1820'de Faraday, Davy'nin yanından yardımcılık görevinden ayrıldı. Hans
Christian Orsted, 1820'de bir telden geçen elektrik akımının tel
çevresinde bir magnetik alan oluşturduğunu bulmuştu. Fransız fizikci
Andre Marie Ampere tel çevresinde oluşan magnetik kuvvetin dairesel
olduğunu gerçektede tel çevresinde bir magnetik silindir oluştuğunu
gösterdi. Ve bu buluşun önemini ilk kavrayan Faraday oldu. Soyutlanmış
bir magnetik kutup elde edilebilir ve akım taşıyan bir telin yakınına
konursa telin çevresinde sürekli olarak bir dönme hareketi yapması
gerekecekti.
Faraday üstün yeteneği ve deneysel çalışmadaki ustalığıyla bu görüşü
doğrulayan bir aygıt yapmayı başardı. Elektrik enerjisini mekanik
enerjiye dönüştüren bu aygıt ilk elektrik motoru idi. Faraday bu
deneyleri gerçekleştrip sonuçlarını bilim dünyasına sunarken elektriğin
farklı biçimlerde ortaya çıkan türlerinin niteliği konusunda kuşkular
belirdi.
Elektrikli yılan balığının ve öteki elektrikli balıkların saldığı, bir
elektrostatik üretecin verdiği bir pilden yada elektromagnetik
üreteçten elde edilen elektrik akışkanları birbirinin aynı mıydı? Yoksa
bunlar farklı yasalara uyan farklı akışkanlar mıydı? Faraday
araştırmalarını derinleştirince iki önemli buluş gerçekleştirdi.
Elektriksel kuvvet kimyasal molekülleri, o güne değin sanıldığı gibi
uzaktan etkileyerek ayrıştırmıyordu, moleküllerin ayrışması iletken bir
sıvı ortamdan akım geçmesiyle ortaya çıkıyordu. Bu akım bir pilin
kutuplarından gelsede, yada örneğin havaya boşalıyor olsada böyleydi.
ikinci olarak ayrışan madde miktarı çözeltiden geçen elektrik miktarına
dorudan bağımlıydı. Bu bulgular Faraday 'ı yeni bir elektrokimya kuramı
oluşturmaya yöneltti. Buna göre elektriksel kuvvet, molekülleri bir
gerilme durumuna sokuyordu. 1839'da elektriğe ilişkin yeni ve genel bir
kuram geliştirdi. Elektrik madde içinde gerilmeler olmasına yol açar.

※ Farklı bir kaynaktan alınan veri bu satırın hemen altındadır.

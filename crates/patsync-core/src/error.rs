//! Error types for `patsync-core`.

use chrono::NaiveDate;
use thiserror::Error;

#[derive(Debug, Error)]
pub enum Error {
  /// A caller-supplied date range ends before it starts.
  #[error("empty date range: {from} > {to}")]
  EmptyRange { from: NaiveDate, to: NaiveDate },
}

pub type Result<T, E = Error> = std::result::Result<T, E>;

Bu gerilmeler hızla ortadan kalkabiliyorsa gerilmenin ard arda ve
periyodik bir biçimde hızla oluşması bir dalga hareketi gibi madde
içinde ilerler.
Böyle maddelere iletken adı verilir. Yalıtkanlar ise parçacıklarını
yerlerinden koparmak için çok yüksek değerde gerilmeler gerektiren
maddelerdir. Sekiz yıl boyunca aralıksız süren deneysel ve kuramsal
çalışmaların sonunda 1839'da sağlığı bozulan Faraday bunu izleyen altı
yıl boyunca yaratıcı bir etkinlik gösteremedi.
Araştırmalarına ancak 1845'te yeniden başlayabildi. 1855'ten sonra
Faraday'ın zihinsel gücü azalmaya başladı.Ara sıra deneysel çalışmalar
yaptığı oluyordu. Kraliçe Victoria bilime büyük katkılarını göz önüne
alarak Faraday'a Hampton Court'ta bir ev bağışladı.